Why Us?

The other day, Cancer Couple received a comment from an Australian mother of two young children who suffers from a difficult-to-classify brain tumor and whose husband is doing well after an autologous stem cell transplant for AML/APL leukemia. You see her beautifully written blog at http://coogeegoo.wordpress.com/.

In closing, she asked, “How do you deal with the "why us?" response that has no answer?” It is a question that I have given some thought to, so I want to share a few ideas.

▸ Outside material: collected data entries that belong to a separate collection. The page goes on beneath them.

use std::collections::HashSet;

use bitcoin::script::Instruction;
use bitcoin::{absolute, Script, TxIn};
use tracing::warn;

use crate::context::TxContext;
use crate::input::get_spending_types;
use crate::script::ScriptType;

/// Returns true if the transaction signals RBF (Replace-By-Fee)
/// by having at least one input with sequence number below 0xfffffffe
pub fn signals_rbf(ctx: &TxContext<'_>) -> bool {
    ctx.tx().input.iter().any(|input| input.sequence.is_rbf())
}

/// Returns true if the locktime looks like anti-fee-sniping: a non-zero block
/// height. When the confirmation height is known the locktime must also sit
/// at or below it and within `anti_fee_sniping_window` blocks. In the integer
/// encoding this is `1` for true and `-1` for false.
/// https://bitcoinops.org/en/topics/fee-sniping/
pub fn is_anti_fee_sniping(ctx: &TxContext<'_>) -> bool {
    let absolute::LockTime::Blocks(height) = ctx.tx().lock_time else {
        return false;
    };
    let locktime = height.to_consensus_u32();
    if locktime == 0 {
        return false;
    }

    match ctx.confirmation_height() {
        Some(confirmed) => {
            locktime <= confirmed
                && confirmed - locktime < ctx.params().anti_fee_sniping_window
        }
        None => true,
    }
}

/// Returns true if an output pays a script that has received funds before:
/// either one of the scripts this transaction spends from, or one the
/// address history knows about. History errors count as no reuse.
pub fn address_reuse(ctx: &TxContext<'_>) -> bool {
    let spent_scripts: HashSet<&Script> = ctx
        .spent_outputs()
        .flatten()
        .map(|spent| spent.txout.script_pubkey.as_script())
        .collect();
    let outputs = &ctx.tx().output;
    if outputs
        .iter()
        .any(|txout| spent_scripts.contains(txout.script_pubkey.as_script()))
    {
        return true;
    }

    let Some(history) = ctx.history() else {
        return false;
    };
    outputs.iter().enumerate().any(|(index, txout)| {
        match history.has_prior_usage(&txout.script_pubkey) {
            Ok(used) => used,
            Err(e) => {
                warn!(output = index, error = %e, "address history lookup failed, assuming no reuse");
                false
            }
        }
    })
}

fn is_uncompressed(key: &[u8]) -> bool {
    key.len() == 65 && key[0] == 0x04
}

fn last_push(script_sig: &Script) -> Option<&[u8]> {
    script_sig
        .instructions()
        .filter_map(|instruction| match instruction {
            Ok(Instruction::PushBytes(bytes)) => Some(bytes.as_bytes()),
            _ => None,
        })
        .last()
}

fn pubkey(txin: &TxIn, spending_type: ScriptType) -> Option<&[u8]> {
    match spending_type {
        ScriptType::PubKeyHash => last_push(&txin.script_sig),
        ScriptType::WitnessV0KeyHash => txin.witness.nth(1),
        _ => None,
    }
}

/// Returns false if any key-hash input reveals an uncompressed public key
pub fn compressed_public_keys_only(ctx: &TxContext<'_>) -> bool {
    !ctx.tx()
        .input
        .iter()
        .zip(get_spending_types(ctx))
        .filter_map(|(txin, spending_type)| pubkey(txin, spending_type))
        .any(is_uncompressed)
}
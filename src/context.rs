use std::collections::{HashMap, HashSet};
use std::fmt;

use bitcoin::{OutPoint, Script, ScriptBuf, Transaction, TxOut, Txid};
use serde::{Deserialize, Serialize};

use crate::error::{Error, HistoryError, Result};
use crate::util::SpentOutput;

/// Prior on-chain usage of output scripts, supplied by whoever indexes the
/// chain. Implementations may perform I/O; the heuristics only call it and
/// treat any error as "not reused".
pub trait AddressHistory {
    /// Whether `script_pubkey` received funds before the transaction under
    /// analysis.
    fn has_prior_usage(&self, script_pubkey: &Script) -> Result<bool, HistoryError>;
}

/// A plain set of previously seen scripts.
impl AddressHistory for HashSet<ScriptBuf> {
    fn has_prior_usage(&self, script_pubkey: &Script) -> Result<bool, HistoryError> {
        Ok(self.contains(script_pubkey))
    }
}

/// Tunables for the heuristics that need a threshold.
#[derive(Debug, Clone, Copy, PartialEq, Eq, Serialize, Deserialize)]
#[serde(default)]
pub struct HeuristicParams {
    /// Maximum distance between confirmation height and locktime for a
    /// locktime to count as anti-fee-sniping
    pub anti_fee_sniping_window: u32,
    /// Payment amounts are assumed to be multiples of this many sats
    pub round_amount_sats: u64,
}

impl Default for HeuristicParams {
    fn default() -> Self {
        Self {
            anti_fee_sniping_window: 100,
            round_amount_sats: 100,
        }
    }
}

/// A transaction together with everything the heuristics need to know about
/// it: the outputs its inputs spend and, optionally, where it confirmed and
/// how to look up address history.
///
/// Borrowed for the duration of an analysis; nothing here outlives the call.
pub struct TxContext<'a> {
    tx: &'a Transaction,
    spent_outputs: Vec<Option<SpentOutput>>,
    confirmation_height: Option<u32>,
    history: Option<&'a dyn AddressHistory>,
    params: HeuristicParams,
}

impl<'a> TxContext<'a> {
    /// Pairs every input with its spent output, matched by outpoint.
    ///
    /// Coinbase inputs spend nothing. Any other input without a matching
    /// entry in `spent_outputs` is an error.
    pub fn new(tx: &'a Transaction, spent_outputs: Vec<SpentOutput>) -> Result<Self> {
        let mut by_outpoint: HashMap<OutPoint, SpentOutput> = spent_outputs
            .into_iter()
            .map(|spent| (spent.outpoint, spent))
            .collect();

        let is_coinbase = tx.is_coinbase();
        let mut resolved = Vec::with_capacity(tx.input.len());
        for (index, txin) in tx.input.iter().enumerate() {
            if is_coinbase {
                resolved.push(None);
                continue;
            }
            // remove() so a duplicated outpoint cannot be served twice
            let spent = by_outpoint
                .remove(&txin.previous_output)
                .ok_or(Error::MissingPrevout {
                    input: index,
                    outpoint: txin.previous_output,
                })?;
            resolved.push(Some(spent));
        }

        Ok(Self::from_resolved(tx, resolved))
    }

    /// Resolves spent outputs from the full previous transactions.
    pub fn from_prev_txs(tx: &'a Transaction, prev_txs: &[Transaction]) -> Result<Self> {
        let by_txid: HashMap<Txid, &Transaction> = prev_txs
            .iter()
            .map(|prev_tx| (prev_tx.compute_txid(), prev_tx))
            .collect();

        let mut spent_outputs = Vec::with_capacity(tx.input.len());
        if !tx.is_coinbase() {
            for (index, txin) in tx.input.iter().enumerate() {
                let outpoint = txin.previous_output;
                let txout = by_txid
                    .get(&outpoint.txid)
                    .and_then(|prev_tx| prev_tx.output.get(outpoint.vout as usize))
                    .ok_or(Error::MissingPrevout {
                        input: index,
                        outpoint,
                    })?;
                spent_outputs.push(SpentOutput::new(outpoint, txout.clone()));
            }
        }

        Self::new(tx, spent_outputs)
    }

    fn from_resolved(tx: &'a Transaction, spent_outputs: Vec<Option<SpentOutput>>) -> Self {
        Self {
            tx,
            spent_outputs,
            confirmation_height: None,
            history: None,
            params: HeuristicParams::default(),
        }
    }

    /// Height of the block that confirmed the transaction.
    pub fn with_confirmation_height(mut self, height: u32) -> Self {
        self.confirmation_height = Some(height);
        self
    }

    pub fn with_history(mut self, history: &'a dyn AddressHistory) -> Self {
        self.history = Some(history);
        self
    }

    pub fn with_params(mut self, params: HeuristicParams) -> Self {
        self.params = params;
        self
    }

    pub fn tx(&self) -> &'a Transaction {
        self.tx
    }

    pub fn is_coinbase(&self) -> bool {
        self.tx.is_coinbase()
    }

    /// The output spent by input `index`; `None` for coinbase inputs.
    pub fn spent_output(&self, index: usize) -> Option<&SpentOutput> {
        self.spent_outputs.get(index).and_then(Option::as_ref)
    }

    pub(crate) fn spent_txout(&self, index: usize) -> Option<&TxOut> {
        self.spent_output(index).map(|spent| &spent.txout)
    }

    /// Spent outputs in input order.
    pub fn spent_outputs(&self) -> impl Iterator<Item = Option<&SpentOutput>> + '_ {
        self.spent_outputs.iter().map(Option::as_ref)
    }

    pub fn confirmation_height(&self) -> Option<u32> {
        self.confirmation_height
    }

    pub fn history(&self) -> Option<&'a dyn AddressHistory> {
        self.history
    }

    pub fn params(&self) -> &HeuristicParams {
        &self.params
    }
}

impl fmt::Debug for TxContext<'_> {
    fn fmt(&self, f: &mut fmt::Formatter<'_>) -> fmt::Result {
        f.debug_struct("TxContext")
            .field("txid", &self.tx.compute_txid())
            .field("spent_outputs", &self.spent_outputs)
            .field("confirmation_height", &self.confirmation_height)
            .field("has_history", &self.history.is_some())
            .field("params", &self.params)
            .finish()
    }
}
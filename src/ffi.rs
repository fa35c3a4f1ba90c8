//! Foreign-language bindings over hex-encoded transactions.

use bitcoin::consensus::deserialize;
use bitcoin::Transaction;

use crate::context::TxContext;
use crate::wallet::{detect_wallet, WalletType};

#[derive(Debug, thiserror::Error, uniffi::Error)]
#[uniffi(flat_error)]
pub enum FfiError {
    #[error("invalid hex: {0}")]
    Hex(#[from] hex::FromHexError),

    #[error("invalid transaction: {0}")]
    Decode(#[from] bitcoin::consensus::encode::Error),

    #[error(transparent)]
    Context(#[from] crate::error::Error),
}

fn decode_tx(tx_hex: &str) -> Result<Transaction, FfiError> {
    let bytes = hex::decode(tx_hex.trim())?;
    Ok(deserialize(&bytes)?)
}

/// Detects the wallet behind `tx_hex`. `prev_tx_hexes` must contain every
/// transaction whose outputs `tx_hex` spends, in any order.
#[uniffi::export]
pub fn detect_wallet_from_hex(
    tx_hex: String,
    prev_tx_hexes: Vec<String>,
) -> Result<WalletType, FfiError> {
    let tx = decode_tx(&tx_hex)?;
    let prev_txs = prev_tx_hexes
        .iter()
        .map(|prev_tx_hex| decode_tx(prev_tx_hex))
        .collect::<Result<Vec<_>, _>>()?;

    let ctx = TxContext::from_prev_txs(&tx, &prev_txs)?;
    Ok(detect_wallet(&ctx))
}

Many behavioral scholars believe that humans have a built in sense of morality based on cooperation through reciprocity and punishment. It is in our nature to cooperate with others as long as there is reciprocity. I’ll help you, if you help me. However, because people sometimes cheat and do not reciprocate, we are naturally predisposed to punish violators. We have a well-developed fairness detector that causes us to look for unfair behavior and seek punishment as a way of restoring fairness. An interesting article on the inborn morality of infants can be found here:

 http://www.nytimes.com/2010/05/09/magazine/09babies-t.html?_r=1&scp=1&sq=infant%20morality&st=cse

I believe our fairness detector is activated when bad events occur in our lives, and we look for reasons for those events. We want to find the meaning of the events so we can determine if we have been cheated. I remember my mother saying, “It’s not fair” with reference to my father’s malignant melanoma. He was a good man who worked hard to support his family and was always honest and fair in his dealings with others. My mother thought it was unfair that such a man should have cancer when others who, in her view, were not so good did not. She was searching for equity in a context in which fairness/unfairness, right/wrong did not apply. Some events have no meaning. The world is an incredibly complex place, and things we see as both good and bad happen essentially at random. That is, they are not part of some overarching, goal directed process. There may be causes for the event, but they are essentially random at the core, like winning the lottery.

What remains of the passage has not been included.